Murphy: I hope that I can reassure hon. Members about the
Governments intentions, and encourage the hon. Member for
Inverness, Nairn, Badenoch and Strathspey to withdraw his amendment. I
shall start with an admission. I may inadvertently have misled the
Committee in relation to what would be work-related activity in draft
regulations. As you are aware, Mr. Amess, that was contained
in the Green Paper, and I was surprised that you did not invite me to
be called to order, as you have on at least one previous occasion. I am
surprised that others did not intervene, but I hope that I have
clarified the position.
With that admission of error, I
shall try to proceed on steadier footing in relation to the amendment.
The hon. Gentleman has raised an important issue, which was amplified
by the comments and reflections of the hon. Member for Daventry. On a
voluntary basis, and where appropriatewe have discussed
previously the appropriateness of the state allowing
matterssomeone in the support group should have access to
work-focused interviews and the support available to other customers.
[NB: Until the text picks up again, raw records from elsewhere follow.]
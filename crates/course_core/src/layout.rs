use std::path::{Path, PathBuf};

use crate::Module;

const FALLBACK_NAME: &str = "untitled";

/// Removes characters that are illegal in file names on common platforms and
/// trims surrounding whitespace.
pub fn sanitize_filename(name: &str) -> String {
    name.chars()
        .filter(|c| !is_forbidden(*c))
        .collect::<String>()
        .trim()
        .to_string()
}

fn is_forbidden(c: char) -> bool {
    matches!(c,
        '\\' | '/' | ':' | '*' | '?' | '"' | '<' | '>' | '|' | '\0'..='\u{1F}'
    )
}

fn non_empty(name: String) -> String {
    if name.is_empty() {
        FALLBACK_NAME.to_string()
    } else {
        name
    }
}

pub fn course_dir_name(course_title: &str) -> String {
    non_empty(sanitize_filename(course_title))
}

/// `"<ordinal>. <title>"`, ordinal being the 1-based position in the full
/// module list of the course.
pub fn module_dir_name(ordinal: usize, module_title: &str) -> String {
    format!("{ordinal}. {}", sanitize_filename(module_title))
}

pub fn lesson_file_name(lesson_title: &str) -> String {
    format!("{}.md", non_empty(sanitize_filename(lesson_title)))
}

/// Directory layout of one course, derived from its full module list.
#[derive(Debug, Clone, PartialEq, Eq)]
pub struct CourseLayout {
    course_dir: PathBuf,
    module_dirs: Vec<PathBuf>,
}

impl CourseLayout {
    pub fn new(output_root: &Path, course_title: &str, modules: &[Module]) -> Self {
        let course_dir = output_root.join(course_dir_name(course_title));
        let module_dirs = modules
            .iter()
            .enumerate()
            .map(|(index, module)| course_dir.join(module_dir_name(index + 1, &module.title)))
            .collect();
        Self {
            course_dir,
            module_dirs,
        }
    }

    pub fn course_dir(&self) -> &Path {
        &self.course_dir
    }

    /// All module directories in ordinal order.
    pub fn module_dirs(&self) -> impl Iterator<Item = &Path> {
        self.module_dirs.iter().map(PathBuf::as_path)
    }

    /// Directory of the module at the 1-based `ordinal`.
    pub fn module_dir_at(&self, ordinal: usize) -> Option<&Path> {
        ordinal
            .checked_sub(1)
            .and_then(|index| self.module_dirs.get(index))
            .map(PathBuf::as_path)
    }
}
//! Course core: data model, progress ledger state and pure pipeline decisions.
mod layout;
mod ledger;
mod model;
mod reconcile;
mod report;
mod selection;

pub use layout::{course_dir_name, lesson_file_name, module_dir_name, sanitize_filename, CourseLayout};
pub use ledger::{CourseProgress, ProgressLedger};
pub use model::{
    Course, CourseDetails, CoursePage, Lesson, LessonContent, Module, PageMetadata, UnitId,
};
pub use reconcile::{reconcile, LessonAction};
pub use report::{LessonOutcome, RunReport};
pub use selection::{CourseSelection, ModuleFilter};
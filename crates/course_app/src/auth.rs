use std::fs;
use std::io;
use std::path::{Path, PathBuf};

use engine_logging::{engine_debug, engine_info};
use thiserror::Error;

pub const SESSION_COOKIE: &str = "session-cookie";

/// Netscape cookie files mark HttpOnly cookies with this prefix on the
/// domain column instead of commenting them out.
const HTTP_ONLY_PREFIX: &str = "#HttpOnly_";

#[derive(Debug, Error)]
pub enum AuthError {
    #[error("cannot read cookie file {}: {source}", path.display())]
    CookieFile {
        path: PathBuf,
        #[source]
        source: io::Error,
    },
    #[error(
        "no session token: pass --token, set COURSE_HARVESTER_TOKEN, or provide a cookie file with a `session-cookie` entry"
    )]
    Missing,
}

/// Picks the bearer token: an explicit token first, then the cookie file.
pub fn resolve_token(explicit: Option<&str>, cookie_file: &Path) -> Result<String, AuthError> {
    if let Some(token) = explicit.map(str::trim).filter(|token| !token.is_empty()) {
        engine_debug!("Using session token from command line or environment");
        return Ok(token.to_string());
    }

    let content = match fs::read_to_string(cookie_file) {
        Ok(content) => content,
        Err(err) if err.kind() == io::ErrorKind::NotFound => {
            engine_debug!("Cookie file {:?} not found", cookie_file);
            return Err(AuthError::Missing);
        }
        Err(source) => {
            return Err(AuthError::CookieFile {
                path: cookie_file.to_path_buf(),
                source,
            })
        }
    };

    let token = session_token_from_cookies(&content).ok_or(AuthError::Missing)?;
    engine_info!("Loaded session token from {:?}", cookie_file);
    Ok(token)
}

/// Value of the last `session-cookie` entry in Netscape cookie file text.
pub fn session_token_from_cookies(content: &str) -> Option<String> {
    content
        .lines()
        .map(|line| line.strip_prefix(HTTP_ONLY_PREFIX).unwrap_or(line))
        .filter(|line| !line.starts_with('#') && !line.trim().is_empty())
        .filter_map(|line| {
            let fields: Vec<&str> = line.trim().split('\t').collect();
            match fields.as_slice() {
                [_domain, _flag, _path, _secure, _expires, name, value, ..] if *name == SESSION_COOKIE => {
                    Some(value.to_string())
                }
                _ => None,
            }
        })
        .filter(|value| !value.is_empty())
        .next_back()
}

#[cfg(test)]
mod tests {
    use std::fs;

    use super::{resolve_token, session_token_from_cookies, AuthError};

    const COOKIES: &str = "# Netscape HTTP Cookie File\n\
        # https://curl.se/docs/http-cookies.html\n\
        \n\
        .kodekloud.com\tTRUE\t/\tTRUE\t1999999999\t_ga\tGA1.2.3\n\
        #HttpOnly_.kodekloud.com\tTRUE\t/\tTRUE\t1999999999\tsession-cookie\tabc.def.ghi\n";

    #[test]
    fn session_cookie_is_extracted() {
        assert_eq!(session_token_from_cookies(COOKIES).as_deref(), Some("abc.def.ghi"));
    }

    #[test]
    fn short_or_unrelated_lines_are_ignored() {
        let content = "kodekloud.com\tTRUE\t/\tsession-cookie\n.x\tTRUE\t/\tTRUE\t0\tother\tv\n";
        assert_eq!(session_token_from_cookies(content), None);
    }

    #[test]
    fn explicit_token_wins_over_cookie_file() {
        let temp = tempfile::tempdir().unwrap();
        let path = temp.path().join("cookie.txt");
        fs::write(&path, COOKIES).unwrap();
        assert_eq!(resolve_token(Some(" tok "), &path).unwrap(), "tok");
        assert_eq!(resolve_token(Some(""), &path).unwrap(), "abc.def.ghi");
        assert_eq!(resolve_token(None, &path).unwrap(), "abc.def.ghi");
    }

    #[test]
    fn no_source_is_an_error() {
        let temp = tempfile::tempdir().unwrap();
        let err = resolve_token(None, &temp.path().join("cookie.txt")).unwrap_err();
        assert!(matches!(err, AuthError::Missing));

        let path = temp.path().join("empty.txt");
        fs::write(&path, "# nothing here\n").unwrap();
        assert!(matches!(resolve_token(None, &path), Err(AuthError::Missing)));
    }
}
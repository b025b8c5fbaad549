use std::fs;
use std::io::{self, Write};
use std::path::{Path, PathBuf};

use tempfile::NamedTempFile;
use thiserror::Error;

#[derive(Debug, Error)]
pub enum PersistError {
    #[error("cannot create directory {}: {source}", path.display())]
    CreateDir {
        path: PathBuf,
        #[source]
        source: io::Error,
    },
    #[error("{} exists and is not a directory", .0.display())]
    NotADirectory(PathBuf),
    #[error("cannot write {}: {source}", path.display())]
    Write {
        path: PathBuf,
        #[source]
        source: io::Error,
    },
    #[error("cannot encode progress: {0}")]
    Encode(#[from] serde_json::Error),
}

/// Ensure a directory exists; create it (and its parents) if missing.
pub fn ensure_dir(dir: &Path) -> Result<(), PersistError> {
    match fs::metadata(dir) {
        Ok(meta) if meta.is_dir() => Ok(()),
        Ok(_) => Err(PersistError::NotADirectory(dir.to_path_buf())),
        Err(_) => fs::create_dir_all(dir).map_err(|source| PersistError::CreateDir {
            path: dir.to_path_buf(),
            source,
        }),
    }
}

/// Replace `target` with `content` through a temp file in the same directory,
/// so readers only ever see the old or the new version.
pub fn write_atomic(target: &Path, content: &str) -> Result<(), PersistError> {
    let dir = target
        .parent()
        .filter(|parent| !parent.as_os_str().is_empty())
        .unwrap_or_else(|| Path::new("."));
    ensure_dir(dir)?;

    let write_error = |source: io::Error| PersistError::Write {
        path: target.to_path_buf(),
        source,
    };
    let mut tmp = NamedTempFile::new_in(dir).map_err(write_error)?;
    tmp.write_all(content.as_bytes()).map_err(write_error)?;
    tmp.flush().map_err(write_error)?;
    tmp.as_file_mut().sync_all().map_err(write_error)?;
    tmp.persist(target).map_err(|err| write_error(err.error))?;
    Ok(())
}
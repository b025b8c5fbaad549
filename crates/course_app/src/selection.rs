use std::collections::BTreeSet;

use course_core::{Course, CourseSelection, ModuleFilter};
use engine_logging::engine_warn;
use thiserror::Error;

#[derive(Debug, Clone, PartialEq, Eq, Error)]
pub enum SelectionError {
    #[error("empty selection")]
    Empty,
    #[error("`{0}` is not a number or range (use numbers, ranges like 1-10, and commas)")]
    Malformed(String),
    #[error("`{0}` is out of range (numbers start at 1)")]
    BelowOne(String),
    #[error("`{part}` is out of range (valid: 1-{max})")]
    OutOfRange { part: String, max: usize },
    #[error("`{0}` is not a valid range")]
    Backwards(String),
    #[error("nothing to download: pass --courses <RANGES> or --all")]
    NothingSelected,
}

/// Upper bound for module ordinals, which are parsed before the module list
/// is known.
pub const MAX_MODULE_ORDINAL: usize = 1000;

/// Parses `"1-10, 15, 16-19"` into 1-based numbers, each within `1..=max`.
pub fn parse_ranges(input: &str, max: usize) -> Result<BTreeSet<usize>, SelectionError> {
    if input.trim().is_empty() {
        return Err(SelectionError::Empty);
    }

    let mut selected = BTreeSet::new();
    for part in input.split(',').map(str::trim) {
        let (start, end) = match part.split_once('-') {
            Some((start, end)) => (number(start, part)?, number(end, part)?),
            None => {
                let single = number(part, part)?;
                (single, single)
            }
        };
        if start > end {
            return Err(SelectionError::Backwards(part.to_string()));
        }
        if start < 1 {
            return Err(SelectionError::BelowOne(part.to_string()));
        }
        if end > max {
            return Err(SelectionError::OutOfRange {
                part: part.to_string(),
                max,
            });
        }
        selected.extend(start..=end);
    }
    Ok(selected)
}

/// Like [`parse_ranges`], bounded by [`MAX_MODULE_ORDINAL`]. Ordinals past
/// the end of a course simply match nothing.
pub fn parse_ordinals(input: &str) -> Result<BTreeSet<usize>, SelectionError> {
    parse_ranges(input, MAX_MODULE_ORDINAL)
}

fn number(text: &str, part: &str) -> Result<usize, SelectionError> {
    text.trim()
        .parse()
        .map_err(|_| SelectionError::Malformed(part.to_string()))
}

/// Turns the selection flags into the course list handed to the engine.
///
/// `"0"` or `--all` takes the whole catalog. Module ranges only apply when
/// exactly one course is selected; bulk selections always take every module.
pub fn select_courses(
    catalog: &[Course],
    courses: Option<&str>,
    all: bool,
    modules: Option<&str>,
) -> Result<Vec<CourseSelection>, SelectionError> {
    let chosen: Vec<Course> = match courses.map(str::trim) {
        _ if all => catalog.to_vec(),
        Some("0") => catalog.to_vec(),
        Some(ranges) => parse_ranges(ranges, catalog.len())?
            .into_iter()
            .map(|number| catalog[number - 1].clone())
            .collect(),
        None => return Err(SelectionError::NothingSelected),
    };

    let filter = match modules {
        Some(ranges) if chosen.len() == 1 => ModuleFilter::Ordinals(parse_ordinals(ranges)?),
        Some(_) => {
            engine_warn!(
                "--modules ignored: {} courses selected, downloading all their modules",
                chosen.len()
            );
            ModuleFilter::All
        }
        None => ModuleFilter::All,
    };

    Ok(chosen
        .into_iter()
        .map(|course| CourseSelection {
            course,
            modules: filter.clone(),
        })
        .collect())
}

#[cfg(test)]
mod tests {
    use std::collections::BTreeSet;

    use course_core::{Course, ModuleFilter};

    use super::{
        parse_ordinals, parse_ranges, select_courses, SelectionError, MAX_MODULE_ORDINAL,
    };

    fn catalog(size: usize) -> Vec<Course> {
        (1..=size)
            .map(|n| Course {
                slug: format!("course-{n}"),
                title: format!("Course {n}"),
                id: None,
            })
            .collect()
    }

    #[test]
    fn ranges_and_numbers_combine() {
        let parsed = parse_ranges("1-3, 7, 2 - 4", 10).unwrap();
        assert_eq!(parsed, BTreeSet::from([1, 2, 3, 4, 7]));
    }

    #[test]
    fn bounds_are_enforced() {
        assert_eq!(parse_ranges("0", 5), Err(SelectionError::BelowOne("0".into())));
        assert_eq!(parse_ordinals("0-2"), Err(SelectionError::BelowOne("0-2".into())));
        assert!(matches!(
            parse_ranges("4-6", 5),
            Err(SelectionError::OutOfRange { .. })
        ));
        assert_eq!(
            parse_ranges("5-2", 9),
            Err(SelectionError::Backwards("5-2".into()))
        );
    }

    #[test]
    fn garbage_is_rejected() {
        assert_eq!(parse_ranges("  ", 3), Err(SelectionError::Empty));
        assert_eq!(
            parse_ranges("1,,2", 3),
            Err(SelectionError::Malformed("".into()))
        );
        assert_eq!(
            parse_ranges("one", 3),
            Err(SelectionError::Malformed("one".into()))
        );
    }

    #[test]
    fn ordinals_are_capped() {
        assert_eq!(parse_ordinals("12, 40").unwrap(), BTreeSet::from([12, 40]));
        assert_eq!(
            parse_ordinals("1-99999999999"),
            Err(SelectionError::OutOfRange {
                part: "1-99999999999".into(),
                max: MAX_MODULE_ORDINAL,
            })
        );
    }

    #[test]
    fn courses_are_picked_in_catalog_order() {
        let selections = select_courses(&catalog(5), Some("4, 2"), false, None).unwrap();
        let slugs: Vec<_> = selections.iter().map(|s| s.course.slug.as_str()).collect();
        assert_eq!(slugs, vec!["course-2", "course-4"]);
    }

    #[test]
    fn zero_or_all_takes_everything() {
        assert_eq!(select_courses(&catalog(3), Some("0"), false, None).unwrap().len(), 3);
        assert_eq!(select_courses(&catalog(3), None, true, None).unwrap().len(), 3);
        assert_eq!(
            select_courses(&catalog(3), None, false, None),
            Err(SelectionError::NothingSelected)
        );
    }

    #[test]
    fn module_filter_applies_to_single_course_only() {
        let single = select_courses(&catalog(3), Some("2"), false, Some("1,3")).unwrap();
        assert_eq!(single[0].modules, ModuleFilter::Ordinals(BTreeSet::from([1, 3])));

        let bulk = select_courses(&catalog(3), Some("1-2"), false, Some("1")).unwrap();
        assert!(bulk.iter().all(|s| s.modules == ModuleFilter::All));
    }
}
That approach is exemplified by pathways, in which many in the exempt
category volunteer for the available support. That will therefore be
retained. 2
pm The hon.
Member for Daventry is absolutely right about voluntary work being the
appropriate route for some or many ESA customers wanting to get closer
to the labour market, and therefore it will be deemed to be
work-related activity. I, my hon. Friend the Under-Secretary and many
others know from constituency experience that a great number of
voluntary organisations provide a fantastic level of support to people
coming off inactive benefits in order to get them closer to the labour
market. The experience in pathways in many cases has been that
voluntary organisations have taken inspirational steps to involve those
who have been out of the labour market for a very long time. We expect
that to continue and will discuss with voluntary sector organisations,
charities and many others details such as the capacity in the voluntary
sector to support a substantial number of new
volunteers. On the
specific requirement to provide information, the hon. Member for
Inverness, Nairn, Badenoch and Strathspey will be relieved to have it
confirmed that the questionnaire accompanying invitations to tender for
provider-led pathways to work provision asked providers to detail how
they would ensure consistent delivery to mandatory and voluntary
customers. Their bids will be assessed on their replies to that and
other questions. I hope that that reassures him. It is a key part of
the invitation to tender and unless providers are able to provide that
analysis, they would not be able to offer the kind of contracts that we
are looking for. I do
not think that it would be appropriate to put information provision in
the
Bill.
Danny
Alexander: I do not know whether Minister intends to cover
this point, but he has provided some reassurance on the contracts in
the provider-led areas. However, my understanding is that they will
cover60 per cent. of the country only, so 40 per cent. will be
Jobcentre Plus-led pathways to work areas. How does he intend to ensure
that a requirement similar to that stipulated in the contract of
provider-led areas is carried out equally well in the Jobcentre
Plus-led
areas?
Mr.
Murphy: The hon. Gentleman raises a reasonable point. That
requirement operates already in the Jobcentre Plus-led pathways, which
cover 40 per cent. of the country. As I said earlier, many of those in
the exempt categories under the current and outdated personal
capability assessment process nevertheless say, I wish to
volunteer. I am sure that that can be improved further as part
of the continuing improvement in communication, which we talked about
earlier, but I am certain that that communication exists and, with the
existing pathways process, is one of the avenues by which current
exempt customers on IB can volunteer. I am not saying, on behalf of the
Government, that we cannot make further improvements and we shall
continue to seek ways in which to do so. With that, I encourage and
implore the hon. Gentleman to withdraw his
amendment.
Danny
Alexander: Duly implored, I add only, before responding to
the Ministers imploring, that he might find that Members of
Parliament, in dealing with constituents on such matters, are
interested in being engaged in the process of ensuring improved and
direct communication. With that comment, I beg to ask leave to withdraw
the
amendment. Amendment,
by leave, withdrawn.
Mr.
Boswell: I beg to move amendment No. 238, in
clause 12, page 11, line 18, at
end add (j) prescribing
the support which is to be provided to a person in order to help him to
undertake work-related
activity..
The
Chairman: With this it will be convenient to discuss the
following amendments: No. 239, in
clause 12, page 11, line 20, leave
out is and insert may
be. No. 240,
in
clause 12, page 11, line 22, at
end insert or such
other appropriate action as the Secretary of State may by regulation
prescribe.. No.
241, in
clause 12, page 11, line 27, at
end insert (d) what other
action may be taken to encourage the claimant back into
work..
Mr.
Boswell: The amendments do not make the same point, but
complement each other and help to probe the Governments views
on the regulations that will enact these rather sensitive provisions.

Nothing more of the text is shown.